Collected data entries
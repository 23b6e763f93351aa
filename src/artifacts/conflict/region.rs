use derive_new::new;

/// One conflict region. Neither side includes the terminator of its last
/// line; the end marker's own terminator belongs to the following plain span.
#[derive(Debug, Clone, PartialEq, Eq, new)]
pub struct ConflictRegion {
    /// 1-based line number of the start marker.
    line: usize,
    ours: String,
    theirs: String,
}

impl ConflictRegion {
    pub fn line(&self) -> usize {
        self.line
    }

    pub fn ours(&self) -> &str {
        &self.ours
    }

    pub fn theirs(&self) -> &str {
        &self.theirs
    }

    pub fn ours_line_count(&self) -> usize {
        self.ours.lines().count()
    }

    pub fn theirs_line_count(&self) -> usize {
        self.theirs.lines().count()
    }
}

#[derive(Debug, Clone, PartialEq, Eq)]
pub enum Segment {
    Plain(String),
    Conflict(ConflictRegion),
}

▸ **Try it**: Copy the records above exactly.

▸ **Finished exercise**:
repository 23b6e763f93351aa
filename src/artifacts/conflict/region.rs
use derive_new::new;

/// One conflict region. Neither side includes the terminator of its last
/// line; the end marker's own terminator belongs to the following plain span.
#[derive(Debug, Clone, PartialEq, Eq, new)]
pub struct ConflictRegion {
    /// 1-based line number of the start marker.
    line: usize,
    ours: String,
    theirs: String,
}

impl ConflictRegion {
    pub fn line(&self) -> usize {
        self.line
    }

    pub fn ours(&self) -> &str {
        &self.ours
    }

    pub fn theirs(&self) -> &str {
        &self.theirs
    }

    pub fn ours_line_count(&self) -> usize {
        self.ours.lines().count()
    }

    pub fn theirs_line_count(&self) -> usize {
        self.theirs.lines().count()
    }
}

#[derive(Debug, Clone, PartialEq, Eq)]
pub enum Segment {
    Plain(String),
    Conflict(ConflictRegion),
}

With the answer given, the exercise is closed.